Dies wurde von dem Prorektor der Diplomatischen Akademie in Belgrad auf der Konferenz «Russland und Serbien: historisches und diplomatisches Erbe» im russischen Haus erzählt.

Der Balkan ist aufgrund seiner besonderen geografischen Lage — zwischen dem Nahen Osten und Europa — verschiedenen Bedrohungen ausgesetzt. Die Hauptprobleme sind die Ausbreitung des Terrorismus und die Erweiterung der EU und der NATO. Diese Fragen betreffen die russische Sicherheit auch.
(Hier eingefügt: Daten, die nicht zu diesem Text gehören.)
use anyhow::Result;
use ash::vk;
use std::collections::HashSet;

use vkrestore::codec::{collect_handles, Handles};
use vkrestore::command::*;
use vkrestore::object::*;
use vkrestore::{CommandStream, Error};

/// Pseudo-random but reproducible frame recording over a fixed set of objects.
fn generate(seed: u64, n: usize) -> CommandStream {
    let mut rng = oorandom::Rand32::new(seed);
    let device = Identity::root(ObjectKind::Device, 0xDE);
    let buffers: Vec<Identity> = (0..4)
        .map(|i| Identity::child_of(ObjectKind::Buffer, 0x100 + i, &device))
        .collect();
    let image = Identity::child_of(ObjectKind::Image, 0x200, &device);
    let pipeline = Identity::child_of(ObjectKind::Pipeline, 0x300, &device);
    let layout = Identity::child_of(ObjectKind::PipelineLayout, 0x301, &device);

    let mut out = CommandStream::new();
    out.push(Command::BeginCommandBuffer(BeginCommandBuffer {
        flags: vk::CommandBufferUsageFlags::ONE_TIME_SUBMIT,
    }));
    for _ in 0..n {
        let b = buffers[rng.rand_range(0..4) as usize];
        let cmd = match rng.rand_range(0..8) {
            0 => Command::Draw(Draw {
                vertex_count: rng.rand_range(1..1000),
                instance_count: 1,
                first_vertex: 0,
                first_instance: 0,
            }),
            1 => Command::DrawIndexed(DrawIndexed {
                index_count: rng.rand_range(3..3000),
                instance_count: 2,
                first_index: 0,
                vertex_offset: -(rng.rand_range(0..16) as i32),
                first_instance: 0,
            }),
            2 => Command::BindPipeline(BindPipeline {
                bind_point: vk::PipelineBindPoint::GRAPHICS,
                pipeline,
            }),
            3 => Command::FillBuffer(FillBuffer {
                dst_buffer: b,
                dst_offset: 0,
                size: vk::WHOLE_SIZE,
                data: rng.rand_u32(),
            }),
            4 => Command::CopyBuffer(CopyBuffer {
                src_buffer: b,
                dst_buffer: buffers[0],
                regions: vec![BufferCopy {
                    src_offset: 0,
                    dst_offset: 64,
                    size: 64,
                }],
            }),
            5 => Command::PushConstants(PushConstants {
                layout,
                stage_flags: vk::ShaderStageFlags::VERTEX,
                offset: 0,
                values: (0..rng.rand_range(0..32)).map(|v| v as u8).collect(),
            }),
            6 => Command::SetViewport(SetViewport {
                first_viewport: 0,
                viewports: vec![Viewport {
                    x: 0.0,
                    y: 0.0,
                    width: 1920.0,
                    height: 1080.0,
                    min_depth: 0.0,
                    max_depth: 1.0,
                }],
            }),
            _ => Command::PipelineBarrier(PipelineBarrier {
                src_stage_mask: vk::PipelineStageFlags::TRANSFER,
                dst_stage_mask: vk::PipelineStageFlags::FRAGMENT_SHADER,
                dependency_flags: vk::DependencyFlags::BY_REGION,
                memory_barriers: vec![],
                buffer_barriers: vec![BufferBarrier {
                    src_access_mask: vk::AccessFlags::TRANSFER_WRITE,
                    dst_access_mask: vk::AccessFlags::SHADER_READ,
                    src_queue_family_index: vk::QUEUE_FAMILY_IGNORED,
                    dst_queue_family_index: vk::QUEUE_FAMILY_IGNORED,
                    buffer: b,
                    offset: 0,
                    size: vk::WHOLE_SIZE,
                }],
                image_barriers: vec![ImageBarrier {
                    src_access_mask: vk::AccessFlags::TRANSFER_WRITE,
                    dst_access_mask: vk::AccessFlags::SHADER_READ,
                    old_layout: vk::ImageLayout::TRANSFER_DST_OPTIMAL,
                    new_layout: vk::ImageLayout::SHADER_READ_ONLY_OPTIMAL,
                    src_queue_family_index: vk::QUEUE_FAMILY_IGNORED,
                    dst_queue_family_index: vk::QUEUE_FAMILY_IGNORED,
                    image,
                    subresource_range: SubresourceRange::whole_color(),
                }],
            }),
        };
        out.push(cmd);
    }
    out.push(Command::EndCommandBuffer(EndCommandBuffer {}));
    out
}

#[test]
fn long_stream_decodes_to_the_same_operations() -> Result<()> {
    let stream = generate(7, 500);
    let bytes = stream.encode();
    let back = CommandStream::decode(&bytes)?;
    assert_eq!(back.len(), 502);
    assert_eq!(back, stream);
    Ok(())
}

#[test]
fn decoded_stream_can_be_walked_repeatedly() -> Result<()> {
    let stream = CommandStream::decode(&generate(11, 64).encode())?;
    let first: Vec<&str> = stream.iter().map(|c| c.variant_name()).collect();
    let second: Vec<&str> = (&stream).into_iter().map(|c| c.variant_name()).collect();
    assert_eq!(first, second);
    assert_eq!(first.first(), Some(&"BeginCommandBuffer"));
    assert_eq!(first.last(), Some(&"EndCommandBuffer"));
    Ok(())
}

#[test]
fn every_cut_is_a_prefix_or_an_error() -> Result<()> {
    let stream = generate(3, 40);
    let bytes = stream.encode();

    // record boundaries
    let mut boundaries = HashSet::new();
    let mut partial = CommandStream::new();
    boundaries.insert(0usize);
    for cmd in stream.iter() {
        partial.push(cmd.clone());
        boundaries.insert(partial.encode().len());
    }

    for cut in 0..bytes.len() {
        match CommandStream::decode(&bytes[..cut]) {
            Ok(prefix) => {
                assert!(boundaries.contains(&cut), "cut {} decoded mid-record", cut);
                let expected: Vec<Command> = stream.iter().take(prefix.len()).cloned().collect();
                assert_eq!(prefix.iter().cloned().collect::<Vec<_>>(), expected);
            }
            Err(e) => {
                assert!(!boundaries.contains(&cut), "boundary cut {} failed: {}", cut, e);
                assert!(matches!(e, Error::CorruptStream(_)));
            }
        }
    }
    Ok(())
}

#[test]
fn unknown_tag_is_corrupt() -> Result<()> {
    let mut bytes = generate(5, 4).encode();
    let boundary = bytes.len();
    bytes.extend_from_slice(&999u32.to_le_bytes());
    bytes.extend_from_slice(&[0u8; 16]);
    let err = CommandStream::decode(&bytes).unwrap_err();
    match err {
        Error::CorruptStream(msg) => assert!(msg.contains(&format!("offset {}", boundary))),
        other => panic!("unexpected error: {}", other),
    }
    Ok(())
}

#[test]
fn handles_can_be_rewritten_in_place() -> Result<()> {
    let mut stream = generate(13, 200);
    let before: HashSet<Identity> = stream.iter().flat_map(collect_handles).collect();
    assert!(!before.is_empty());

    for cmd in stream.iter_mut() {
        cmd.remap_handles(&mut |h| {
            h.handle += 0x1_0000;
            Ok(())
        })?;
    }
    let after: HashSet<Identity> = stream.iter().flat_map(collect_handles).collect();
    assert_eq!(before.len(), after.len());
    assert!(before.is_disjoint(&after));
    assert!(after.iter().all(|id| id.handle >= 0x1_0000));
    Ok(())
}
«Es ist wichtig, dass die Integrationsprozesse auf dem Balkan nicht zu neuen Unterscheidungen führen und dass die Balkanländer nicht vor einer künstlichen Wahl stehen: Sie sind für die EU oder für Russland. Wir sind gegen die Erweiterung der NATO auf dem Balkan. Wir möchten die Beziehungen zur NATO nicht verschlechtern, aber wir können nicht die Augen vor ihren Ambitionen verschließen», betont Iwanow.

Der Prorektor fügte hinzu, dass Russland in der Kosovo-Frage die Einhaltung der UN-Resolution 1244 befürwortet, die die Wahrung der territorialen Integrität Serbiens bezeichnet.